Year-round infectome profiling of acute febrile respiratory illness unveiled complex epidemiological dynamics post-lifting of COVID-19 restrictions.
Objective: Following the lifting of COVID-19 non-pharmaceutical interventions in China, respiratory infections surged, though the specific causes remained unclear. This study provided a comprehensive overview of the infectome in patients with acute febrile respiratory illness (AFRI) to inform disease surveillance.
Methods: Between March 2023 and February 2024, 1,163 oropharyngeal swabs from AFRI patients and 338 from healthy individuals were collected in Shenzhen. Meta-transcriptomic sequencing was employed for microbial analysis.
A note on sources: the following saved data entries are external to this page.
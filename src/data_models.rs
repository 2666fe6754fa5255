use bitflags::bitflags;
use serde::ser::SerializeSeq;
use serde::{Deserialize, Serialize};

/// 固件一行文本中携带的原始数值
#[derive(Debug, Copy, Clone, Default, PartialEq, Serialize, Deserialize)]
pub struct LineReading {
    /// Voltage already converted on the board, volts.
    pub voltage: Option<f32>,
    /// Raw ADC code.
    pub raw_adc: Option<f32>,
    /// Raw internal temperature reading.
    pub raw_temperature: Option<f32>,
    /// pH computed by the firmware itself.
    pub device_ph: Option<f32>,
}

impl LineReading {
    pub fn is_empty(&self) -> bool {
        self.voltage.is_none()
            && self.raw_adc.is_none()
            && self.raw_temperature.is_none()
            && self.device_ph.is_none()
    }
}

bitflags! {
    /// 样本质量标志
    #[derive(Default, Serialize, Deserialize)]
    pub struct SampleFlags: u8 {
        const ADC_OUT_OF_RANGE = 0b0000_0001; // ADC 码超出满量程
        const NON_FINITE = 0b0000_0010;       // 电压为 NaN/Inf
        const PH_UNDEFINED = 0b0000_0100;     // 任一 pH 模型无定义
        const VOLTAGE_FROM_ADC = 0b0000_1000; // 电压由 ADC 码换算
    }
}

impl SampleFlags {
    pub fn names(&self) -> Vec<&'static str> {
        let all = [
            (Self::ADC_OUT_OF_RANGE, "adc_out_of_range"),
            (Self::NON_FINITE, "non_finite"),
            (Self::PH_UNDEFINED, "ph_undefined"),
            (Self::VOLTAGE_FROM_ADC, "voltage_from_adc"),
        ];
        all.iter()
            .filter(|(flag, _)| self.contains(*flag))
            .map(|(_, name)| *name)
            .collect()
    }
}

/// 一次完整的测量结果
#[derive(Debug, Clone, PartialEq, Serialize)]
pub struct Sample {
    /// Seconds since the monitor clock started, millisecond resolution.
    pub t_rel: f64,
    pub voltage: f32,
    pub ph_two_point: f32,
    pub ph_nernst: f32,
    pub temperature_c: Option<f32>,
    pub device_ph: Option<f32>,
    #[serde(serialize_with = "serialize_flags")]
    pub flags: SampleFlags,
}

// 标志序列化为名称列表
fn serialize_flags<S>(flags: &SampleFlags, serializer: S) -> Result<S::Ok, S::Error>
where
    S: serde::Serializer,
{
    let names = flags.names();
    let mut seq = serializer.serialize_seq(Some(names.len()))?;
    for name in names {
        seq.serialize_element(name)?;
    }
    seq.end()
}

#[cfg(test)]
mod tests {
    use super::*;

    #[test]
    fn flag_names_in_bit_order() {
        let flags = SampleFlags::PH_UNDEFINED | SampleFlags::ADC_OUT_OF_RANGE;
        assert_eq!(flags.names(), vec!["adc_out_of_range", "ph_undefined"]);
        assert!(SampleFlags::empty().names().is_empty());
    }

    #[test]
    fn sample_json_shape() {
        let sample = Sample {
            t_rel: 1.25,
            voltage: 2.5,
            ph_two_point: 7.0,
            ph_nernst: f32::NAN,
            temperature_c: None,
            device_ph: Some(6.5),
            flags: SampleFlags::PH_UNDEFINED,
        };
        let value = serde_json::to_value(&sample).unwrap();
        assert_eq!(value["t_rel"], 1.25);
        assert_eq!(value["voltage"], 2.5);
        assert!(value["ph_nernst"].is_null());
        assert!(value["temperature_c"].is_null());
        assert_eq!(value["device_ph"], 6.5);
        assert_eq!(value["flags"], serde_json::json!(["ph_undefined"]));
    }

    #[test]
    fn empty_reading() {
        assert!(LineReading::default().is_empty());
        let reading = LineReading {
            raw_adc: Some(12.0),
            ..Default::default()
        };
        assert!(!reading.is_empty());
    }
}
use std::io;

use thiserror::Error;

#[derive(Debug, Error)]
pub enum Error {
    #[error("environment variable {0} not set")]
    MissingVar(&'static str),
    #[error("invalid value {value:?} for {name}")]
    InvalidVar { name: &'static str, value: String },
    #[error("invalid calibration: {0}")]
    Calibration(String),
    #[error("io error: {0}")]
    Io(#[from] io::Error),
    #[error("json error: {0}")]
    Json(#[from] serde_json::Error),
    #[error("mqtt client error: {0}")]
    Mqtt(#[from] rumqttc::ClientError),
}

pub type Result<T> = std::result::Result<T, Error>;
Results: We identified 14 viruses and 10 bacteria species known to cause human disease. Influenza virus, SARS-CoV-2, Streptococcus pneumoniae, and redondovirus were the most common, with a negative correlation between H3N2 and SARS-CoV-2. Notably, we detected certain enterovirus subtypes (e.g., Coxsackievirus A6 and Echovirus 30), previously overlooked pathogens (e.g., redondovirus), and rare pathogens like Streptococcus pseudopneumoniae. Comparisons revealed five pathogens showed significantly higher abundance in patients than in controls, despite no significant differences for others probably due to their limited number of positive pools. Seasonal shifts in microbial diversity and composition were observed, with climate factors like temperature and precipitation playing a role. Phylogenetic analysis revealed changes in genotype diversity and dominant pathogen lineages.
Conclusions: This study highlighted complex pathogen infections in AFRI patients following COVID-19 restrictions, demonstrating the value of meta-transcriptomics over PCR-based methods for more detailed pathogen surveillance.